+++ RECORDS +++

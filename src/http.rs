//! HTTP transport & wiring: assembles every subsystem's `axum::Router` into
//! one service, layers on tracing/CORS/timeout middleware, and runs it to
//! completion with graceful shutdown — the same signal-racing shape as the
//! upstream gateway's `gateway::server::Gateway::run`.

use std::net::SocketAddr;
use std::sync::Arc;
use std::time::Duration;

use axum::Router;
use axum::extract::State;
use axum::http::{HeaderValue, StatusCode};
use axum::response::{IntoResponse, Response};
use axum::routing::get;
use tokio::net::TcpListener;
use tokio::signal;
use tower_http::cors::{AllowOrigin, CorsLayer};
use tower_http::timeout::TimeoutLayer;
use tower_http::trace::TraceLayer;
use tracing::{info, warn};

use crate::config::Config;
use crate::discovery::{self, CatalogSync, QueryState, VectorStore};
use crate::key_server::{self, InternalTokenState, TokenService, ValidateState};
use crate::oauth::{self, FlowStore, FlowState, IdentityProvider};
use crate::wellknown::{self, WellKnownState};
use crate::{Error, Result};

/// Everything the assembled router needs, already constructed from
/// [`Config`]. Kept separate from `Gateway` so tests can build a router
/// against fakes/mocks without a real bind.
pub struct AppContext {
    /// Resolved configuration.
    pub config: Arc<Config>,
    /// Identity provider adapters, keyed by provider name.
    pub providers: std::collections::HashMap<String, Arc<dyn IdentityProvider>>,
    /// Self-signed token minting/verification service.
    pub tokens: Arc<TokenService>,
    /// Scope & policy engine.
    pub policy: Arc<key_server::ScopePolicy>,
    /// OAuth client registry.
    pub registry: Arc<oauth::ClientRegistry>,
    /// User-id resolution store.
    pub users: Arc<dyn crate::userstore::UserStore>,
    /// Authorization-code / device-code / refresh-token store.
    pub flow_store: Arc<FlowStore>,
    /// Vector store backing discovery.
    pub vector_store: Arc<dyn VectorStore>,
    /// Catalog sync component over the vector store.
    pub catalog_sync: Arc<CatalogSync>,
    /// Cross-encoder reranker used by discovery's hybrid+rerank path.
    pub reranker: Arc<dyn discovery::Reranker>,
    /// Embedding provider backing the vector store and query-time
    /// re-embedding.
    pub embedder: Arc<dyn discovery::EmbeddingProvider>,
}

impl AppContext {
    /// Build every collaborator from configuration. Does not bind a socket.
    ///
    /// # Errors
    ///
    /// Returns an error if the scope policy file cannot be loaded.
    pub fn build(config: Config) -> Result<Self> {
        let config = Arc::new(config);

        let jwks = Arc::new(oauth::JwksCache::new(
            reqwest::Client::new(),
            Duration::from_secs(3600),
        ));
        let providers = config
            .providers
            .iter()
            .map(|(name, provider_config)| {
                (name.clone(), oauth::build_provider(provider_config.clone(), Arc::clone(&jwks)))
            })
            .collect();

        let tokens = Arc::new(TokenService::new(config.token.clone()));
        let policy = Arc::new(match &config.scopes.config_path {
            Some(path) => key_server::ScopePolicy::load(std::path::Path::new(path))?,
            None => key_server::ScopePolicy::empty(),
        });
        let registry = Arc::new(oauth::ClientRegistry::new());
        let users: Arc<dyn crate::userstore::UserStore> = Arc::new(crate::userstore::InMemoryUserStore::new());
        let flow_store = Arc::new(FlowStore::new());

        let embedder = discovery::build_embedder(&config.discovery.embeddings);
        let vector_store = discovery::build_store(&config.discovery.vector_store, Arc::clone(&embedder));
        let catalog_sync = Arc::new(CatalogSync::new(Arc::clone(&vector_store)));
        let reranker: Arc<dyn discovery::Reranker> = Arc::new(discovery::HostedReranker::new(
            config.discovery.vector_store.host.clone(),
        ));

        Ok(Self {
            config,
            providers,
            tokens,
            policy,
            registry,
            users,
            flow_store,
            vector_store,
            catalog_sync,
            reranker,
            embedder,
        })
    }

    /// Assemble the full HTTP surface: OAuth flow, well-known metadata,
    /// the access-enforcement `/validate` endpoint, internal token minting,
    /// and discovery search — layered with tracing, CORS, and a request
    /// timeout.
    #[must_use]
    pub fn router(&self) -> Router {
        let oauth_state = Arc::new(FlowState {
            config: Arc::clone(&self.config),
            providers: self.providers.clone(),
            store: Arc::clone(&self.flow_store),
            registry: Arc::clone(&self.registry),
            users: Arc::clone(&self.users),
            tokens: Arc::clone(&self.tokens),
            policy: Arc::clone(&self.policy),
            sessions: dashmap::DashMap::new(),
            cookie_secret: self.config.token.secret_key.as_bytes().to_vec(),
        });

        let validate_state = Arc::new(ValidateState {
            tokens: Arc::clone(&self.tokens),
            policy: Arc::clone(&self.policy),
            providers: self.providers.clone(),
            auth_server: self.config.auth_server.clone(),
            cookie_secret: self.config.token.secret_key.as_bytes().to_vec(),
        });

        let internal_token_state = Arc::new(InternalTokenState {
            tokens: Arc::clone(&self.tokens),
            providers: self.providers.clone(),
            token_config: self.config.token.clone(),
        });

        let wellknown_state = Arc::new(WellKnownState {
            config: Arc::clone(&self.config),
            policy: Arc::clone(&self.policy),
        });

        let query_state = Arc::new(QueryState {
            store: Arc::clone(&self.vector_store),
            reranker: Arc::clone(&self.reranker),
            embedder: Arc::clone(&self.embedder),
            policy: Arc::clone(&self.policy),
            max_results_cap: self.config.discovery.max_results,
            catalog_sync: Arc::clone(&self.catalog_sync),
        });

        let health_state = Arc::new(HealthState {
            vector_store: Arc::clone(&self.vector_store),
        });

        let cors = cors_layer(&self.config.cors_origins);

        // Every operational endpoint lives under the configured API prefix;
        // only the well-known metadata documents, the health checks, and the
        // root-level `/authorize` shim are served at the bare origin, per
        // RFC 8414's issuer-is-the-prefix-stripped-origin rule.
        let api = Router::new()
            .merge(oauth::routes(oauth_state))
            .merge(key_server::validate_routes(validate_state))
            .merge(key_server::internal_token_routes(internal_token_state))
            .merge(discovery::routes(query_state));

        let health = Router::new()
            .route("/health", get(liveness))
            .route("/healthz/ready", get(readiness))
            .with_state(health_state);

        Router::new()
            .nest(&self.config.auth_server.api_prefix, api)
            .merge(wellknown::routes(wellknown_state))
            .merge(health)
            .layer(TraceLayer::new_for_http())
            .layer(cors)
            .layer(TimeoutLayer::new(self.config.server.request_timeout))
    }

    /// Bind and serve the assembled router until a shutdown signal arrives,
    /// draining in-flight requests up to the configured timeout.
    ///
    /// # Errors
    ///
    /// Returns an error if the configured address cannot be bound, or if
    /// the server loop exits with an I/O error.
    pub async fn serve(self: Arc<Self>) -> Result<()> {
        let addr: SocketAddr = format!("{}:{}", self.config.server.host, self.config.server.port)
            .parse()
            .map_err(|e| Error::Config(format!("invalid host/port: {e}")))?;
        let listener = TcpListener::bind(addr).await.map_err(Error::Io)?;
        info!(%addr, "MCP gateway listening");

        let app = self.router();
        axum::serve(listener, app)
            .with_graceful_shutdown(shutdown_signal())
            .await
            .map_err(Error::Io)?;

        info!("shutdown complete");
        Ok(())
    }
}

/// State for the unprefixed health-check routes.
struct HealthState {
    vector_store: Arc<dyn VectorStore>,
}

/// Liveness probe: always 200 once the process is serving requests.
async fn liveness() -> StatusCode {
    StatusCode::OK
}

/// Readiness probe: 200 only if the vector store actually answers a query,
/// 503 otherwise, so a load balancer can pull an instance whose index
/// backend died without killing the process.
async fn readiness(State(state): State<Arc<HealthState>>) -> Response {
    match state.vector_store.filter("servers", &discovery::Filter::none(), 1, 0).await {
        Ok(_) => StatusCode::OK.into_response(),
        Err(e) => {
            warn!(error = %e, "readiness check failed: vector store unreachable");
            StatusCode::SERVICE_UNAVAILABLE.into_response()
        }
    }
}

fn cors_layer(origins: &[String]) -> CorsLayer {
    if origins.is_empty() {
        return CorsLayer::permissive();
    }
    let allowed: Vec<HeaderValue> = origins.iter().filter_map(|o| o.parse().ok()).collect();
    CorsLayer::new().allow_origin(AllowOrigin::list(allowed)).allow_methods(tower_http::cors::Any)
}

async fn shutdown_signal() {
    let ctrl_c = async {
        signal::ctrl_c().await.expect("failed to install Ctrl+C handler");
    };

    #[cfg(unix)]
    let terminate = async {
        signal::unix::signal(signal::unix::SignalKind::terminate())
            .expect("failed to install SIGTERM handler")
            .recv()
            .await;
    };

    #[cfg(not(unix))]
    let terminate = std::future::pending::<()>();

    tokio::select! {
        () = ctrl_c => {},
        () = terminate => {},
    }

    info!("shutdown signal received");
}
#[cfg(test)]
mod tests {
    use super::*;

    fn provider_config() -> ProviderConfig {
        ProviderConfig {
            kind: "keycloak".to_string(),
            issuer_url: "https://idp.example.com/realms/mcp".to_string(),
            client_id: "gateway".to_string(),
            client_secret: Some("s3cret".to_string()),
            m2m_client_id: None,
            m2m_client_secret: None,
            enabled: true,
            username_claim: "preferred_username".to_string(),
            email_claim: "email".to_string(),
            name_claim: "name".to_string(),
            groups_claim: "groups".to_string(),
        }
    }

    #[test]
    fn map_claims_prefers_id_token_over_userinfo() {
        let provider = OidcProvider::new(provider_config(), Arc::new(JwksCache::new(
            reqwest::Client::new(),
            Duration::from_secs(3600),
        )));
        let id_claims = serde_json::json!({
            "sub": "u1",
            "preferred_username": "alice",
            "email": "alice@id.example.com",
            "groups": ["dev", "ops"]
        });
        let userinfo = serde_json::json!({
            "email": "alice@userinfo.example.com"
        });
        let mapped = provider.map_claims(Some(&id_claims), Some(&userinfo));
        assert_eq!(mapped.username, "alice");
        assert_eq!(mapped.email, "alice@id.example.com");
        assert_eq!(mapped.groups, vec!["dev", "ops"]);
        assert_eq!(mapped.idp_id, "u1");
    }

    #[test]
    fn map_claims_falls_back_to_userinfo_when_id_token_absent() {
        let provider = OidcProvider::new(provider_config(), Arc::new(JwksCache::new(
            reqwest::Client::new(),
            Duration::from_secs(3600),
        )));
        let userinfo = serde_json::json!({
            "sub": "u2",
            "preferred_username": "bob",
            "email": "bob@example.com",
            "groups": ["eng"]
        });
        let mapped = provider.map_claims(None, Some(&userinfo));
        assert_eq!(mapped.username, "bob");
        assert_eq!(mapped.groups, vec!["eng"]);
    }

    #[tokio::test]
    async fn jwks_cache_reports_unknown_kid() {
        let cache = JwksCache::new(reqwest::Client::new(), Duration::from_secs(3600));
        // No network in this crate's test profile; exercise the cache-miss path
        // against an unreachable URI and assert we get a typed error, not a panic.
        let result = cache.get_key("http://127.0.0.1:1/jwks.json", "missing-kid").await;
        assert!(result.is_err());
    }
}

+++

In the entries above, find the line holding "use tokio::signal;" and the line holding "Scope & policy engine."; print both of them and every line between, exactly, and nothing else.

use tokio::signal;
use tower_http::cors::{AllowOrigin, CorsLayer};
use tower_http::timeout::TimeoutLayer;
use tower_http::trace::TraceLayer;
use tracing::{info, warn};

use crate::config::Config;
use crate::discovery::{self, CatalogSync, QueryState, VectorStore};
use crate::key_server::{self, InternalTokenState, TokenService, ValidateState};
use crate::oauth::{self, FlowStore, FlowState, IdentityProvider};
use crate::wellknown::{self, WellKnownState};
use crate::{Error, Result};

/// Everything the assembled router needs, already constructed from
/// [`Config`]. Kept separate from `Gateway` so tests can build a router
/// against fakes/mocks without a real bind.
pub struct AppContext {
    /// Resolved configuration.
    pub config: Arc<Config>,
    /// Identity provider adapters, keyed by provider name.
    pub providers: std::collections::HashMap<String, Arc<dyn IdentityProvider>>,
    /// Self-signed token minting/verification service.
    pub tokens: Arc<TokenService>,
    /// Scope & policy engine.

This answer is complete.